*** Opening of Exercise data ***
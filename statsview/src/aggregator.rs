//! Per-view aggregation state.

use std::{
    collections::HashMap,
    sync::Arc,
    time::{Duration, SystemTime},
};

use parking_lot::Mutex;
use quanta::{Clock, Instant};

use crate::{
    aggregation::AggregationData,
    measure::Value,
    snapshot::{Row, ViewData},
    tag::TagSet,
    view::{View, Window},
};

/// Accumulates the measurements of one subscribed view, one row per distinct combination of tag
/// values.
///
/// Each aggregator has its own lock, so recording into one view never contends with another.
#[derive(Debug)]
pub(crate) struct Aggregator {
    view: Arc<View>,
    clock: Clock,
    /// Subscription time, on both clocks. Used to map window boundaries to wall-clock time.
    created: (Instant, SystemTime),
    state: Mutex<State>,
}

#[derive(Debug)]
struct State {
    window_start: Instant,
    rows: HashMap<Vec<String>, AggregationData>,
}

impl Aggregator {
    pub(crate) fn new(view: Arc<View>, clock: Clock) -> Self {
        let now = clock.now();
        Self {
            view,
            clock,
            created: (now, SystemTime::now()),
            state: Mutex::new(State { window_start: now, rows: HashMap::new() }),
        }
    }

    pub(crate) fn view(&self) -> &Arc<View> {
        &self.view
    }

    /// Apply one measurement. Returns `false`, leaving the state untouched, if `tags` lacks any of
    /// the view's tag keys or the aggregation does not accept `value`.
    pub(crate) fn update(&self, tags: &TagSet, value: Value, at: SystemTime) -> bool {
        if !self.view.aggregation().accepts(value) {
            return false;
        }
        let Some(key) = tags.values_for(self.view.tag_keys()) else {
            return false;
        };

        let now = self.clock.now();
        let mut state = self.state.lock();
        self.roll(&mut state, now);

        let kind = self.view.measure().kind();
        state
            .rows
            .entry(key)
            .or_insert_with(|| self.view.aggregation().identity(kind))
            .update(value, at);

        true
    }

    /// Copy the current window's rows.
    pub(crate) fn read(&self) -> ViewData {
        let now = self.clock.now();
        let mut state = self.state.lock();
        self.roll(&mut state, now);

        let keys = self.view.tag_keys();
        let mut rows: Vec<Row> = state
            .rows
            .iter()
            .map(|(values, data)| Row {
                tags: keys.iter().cloned().zip(values.iter().cloned()).collect(),
                data: data.clone(),
            })
            .collect();
        let window_start = state.window_start;
        drop(state);

        rows.sort_by(|a, b| a.tags.cmp(&b.tags));

        ViewData {
            view: Arc::clone(&self.view),
            start: self.wall_time(window_start),
            end: self.wall_time(now),
            rows,
        }
    }

    /// Start a new window if the current interval window has elapsed.
    fn roll(&self, state: &mut State, now: Instant) {
        let Window::Interval(interval) = self.view.window() else { return };

        let elapsed = now.saturating_duration_since(state.window_start);
        if elapsed < interval {
            return;
        }

        // Skip over every window that passed without activity.
        let windows = elapsed.as_nanos() / interval.as_nanos();
        let advance = interval.as_nanos().saturating_mul(windows);
        state.window_start =
            state.window_start + Duration::from_nanos(advance.min(u64::MAX as u128) as u64);
        state.rows.clear();
    }

    fn wall_time(&self, instant: Instant) -> SystemTime {
        let (created, created_wall) = self.created;
        created_wall + instant.saturating_duration_since(created)
    }
}

#[cfg(test)]
mod tests {
    use super::*;
    use crate::{aggregation::Aggregation, measure::MeasureRegistry, tag::TagKey};

    fn count_view(window: Window, keys: Vec<TagKey>) -> Arc<View> {
        let registry = MeasureRegistry::new();
        let measure = registry.define::<i64>("requests", "", "1").unwrap();
        let view = View::builder("requests_view", &measure).window(window).tag_keys(keys);
        Arc::new(view.build().unwrap())
    }

    #[test]
    fn rows_grouped_by_tag_values() {
        let method = TagKey::new("method").unwrap();
        let view = count_view(Window::Cumulative, vec![method.clone()]);
        let agg = Aggregator::new(view, Clock::new());

        let get = TagSet::new().with(method.clone(), "GET");
        let post = TagSet::new().with(method.clone(), "POST");
        for tags in [&get, &post, &get] {
            assert!(agg.update(tags, Value::Int(1), SystemTime::now()));
        }

        let data = agg.read();
        assert_eq!(data.rows.len(), 2);
        assert_eq!(data.row(&["GET"]).unwrap().data, AggregationData::Count(2));
        assert_eq!(data.row(&["POST"]).unwrap().data, AggregationData::Count(1));
        assert_eq!(data.rows[0].tags, vec![(method, "GET".to_owned())]);
    }

    #[test]
    fn missing_tag_key_is_rejected() {
        let method = TagKey::new("method").unwrap();
        let agg = Aggregator::new(count_view(Window::Cumulative, vec![method]), Clock::new());

        assert!(!agg.update(&TagSet::new(), Value::Int(1), SystemTime::now()));
        assert!(agg.read().rows.is_empty());
    }

    #[test]
    fn non_finite_distribution_value_is_rejected() {
        let registry = MeasureRegistry::new();
        let latency = registry.define::<f64>("latency", "", "ms").unwrap();
        let view = View::builder("latency_dist", &latency)
            .aggregation(Aggregation::distribution([1.0, 10.0]))
            .build()
            .unwrap();
        let agg = Aggregator::new(Arc::new(view), Clock::new());

        let tags = TagSet::new();
        assert!(agg.update(&tags, Value::Float(5.0), SystemTime::now()));
        assert!(!agg.update(&tags, Value::Float(f64::NAN), SystemTime::now()));
        assert!(agg.update(&tags, Value::Float(20.0), SystemTime::now()));

        let data = agg.read();
        let AggregationData::Distribution(dist) = &data.row(&[]).unwrap().data else {
            panic!("not a distribution");
        };
        assert_eq!(dist.bucket_counts, vec![0, 1, 1]);
        assert_eq!(dist.count, 2);
        assert_eq!(dist.sum, 25.0);
        assert_eq!(dist.mean, 12.5);
    }

    #[test]
    fn ungrouped_view_ignores_tags() {
        let host = TagKey::new("host").unwrap();
        let agg = Aggregator::new(count_view(Window::Cumulative, vec![]), Clock::new());

        assert!(agg.update(&TagSet::new().with(host, "a"), Value::Int(1), SystemTime::now()));
        assert!(agg.update(&TagSet::new(), Value::Int(1), SystemTime::now()));

        let data = agg.read();
        assert_eq!(data.rows.len(), 1);
        assert_eq!(data.row(&[]).unwrap().data, AggregationData::Count(2));
    }

    #[test]
    fn interval_window_resets() {
        let (clock, mock) = Clock::mock();
        let view = count_view(Window::Interval(Duration::from_secs(10)), vec![]);
        let agg = Aggregator::new(view, clock);
        let tags = TagSet::new();

        for _ in 0..3 {
            agg.update(&tags, Value::Int(1), SystemTime::now());
        }
        mock.increment(Duration::from_secs(4));
        agg.update(&tags, Value::Int(1), SystemTime::now());

        // Mid-window read sees the partial window.
        let data = agg.read();
        assert_eq!(data.row(&[]).unwrap().data, AggregationData::Count(4));

        // Crossing the boundary resets to identity.
        mock.increment(Duration::from_secs(6));
        assert!(agg.read().rows.is_empty());

        agg.update(&tags, Value::Int(1), SystemTime::now());
        mock.increment(Duration::from_secs(25));
        agg.update(&tags, Value::Int(1), SystemTime::now());

        let data = agg.read();
        assert_eq!(data.row(&[]).unwrap().data, AggregationData::Count(1));
        // Windows are aligned to the subscription time: [30s, 40s).
        assert_eq!(data.start.duration_since(agg.created.1).unwrap(), Duration::from_secs(30));
        assert_eq!(data.end.duration_since(agg.created.1).unwrap(), Duration::from_secs(35));
    }

    #[test]
    fn cumulative_window_never_resets() {
        let (clock, mock) = Clock::mock();
        let registry = MeasureRegistry::new();
        let size = registry.define::<f64>("size", "", "By").unwrap();
        let view = Arc::new(
            View::builder("size_sum", &size).aggregation(Aggregation::Sum).build().unwrap(),
        );
        let agg = Aggregator::new(view, clock);

        agg.update(&TagSet::new(), Value::Float(1.5), SystemTime::now());
        mock.increment(Duration::from_secs(3600));
        agg.update(&TagSet::new(), Value::Float(2.0), SystemTime::now());

        let data = agg.read();
        assert_eq!(data.row(&[]).unwrap().data, AggregationData::Sum(Value::Float(3.5)));
        assert_eq!(data.start, agg.created.1);
    }
}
*** Close of Exercise data ***
Restate the data word for word. Begin at its first line, end at the line that contains "Value, at: SystemTime)", and include both.

filename statsview/src/aggregator.rs
//! Per-view aggregation state.

use std::{
    collections::HashMap,
    sync::Arc,
    time::{Duration, SystemTime},
};

use parking_lot::Mutex;
use quanta::{Clock, Instant};

use crate::{
    aggregation::AggregationData,
    measure::Value,
    snapshot::{Row, ViewData},
    tag::TagSet,
    view::{View, Window},
};

/// Accumulates the measurements of one subscribed view, one row per distinct combination of tag
/// values.
///
/// Each aggregator has its own lock, so recording into one view never contends with another.
#[derive(Debug)]
pub(crate) struct Aggregator {
    view: Arc<View>,
    clock: Clock,
    /// Subscription time, on both clocks. Used to map window boundaries to wall-clock time.
    created: (Instant, SystemTime),
    state: Mutex<State>,
}

#[derive(Debug)]
struct State {
    window_start: Instant,
    rows: HashMap<Vec<String>, AggregationData>,
}

impl Aggregator {
    pub(crate) fn new(view: Arc<View>, clock: Clock) -> Self {
        let now = clock.now();
        Self {
            view,
            clock,
            created: (now, SystemTime::now()),
            state: Mutex::new(State { window_start: now, rows: HashMap::new() }),
        }
    }

    pub(crate) fn view(&self) -> &Arc<View> {
        &self.view
    }

    /// Apply one measurement. Returns `false`, leaving the state untouched, if `tags` lacks any of
    /// the view's tag keys or the aggregation does not accept `value`.
    pub(crate) fn update(&self, tags: &TagSet, value: Value, at: SystemTime) -> bool {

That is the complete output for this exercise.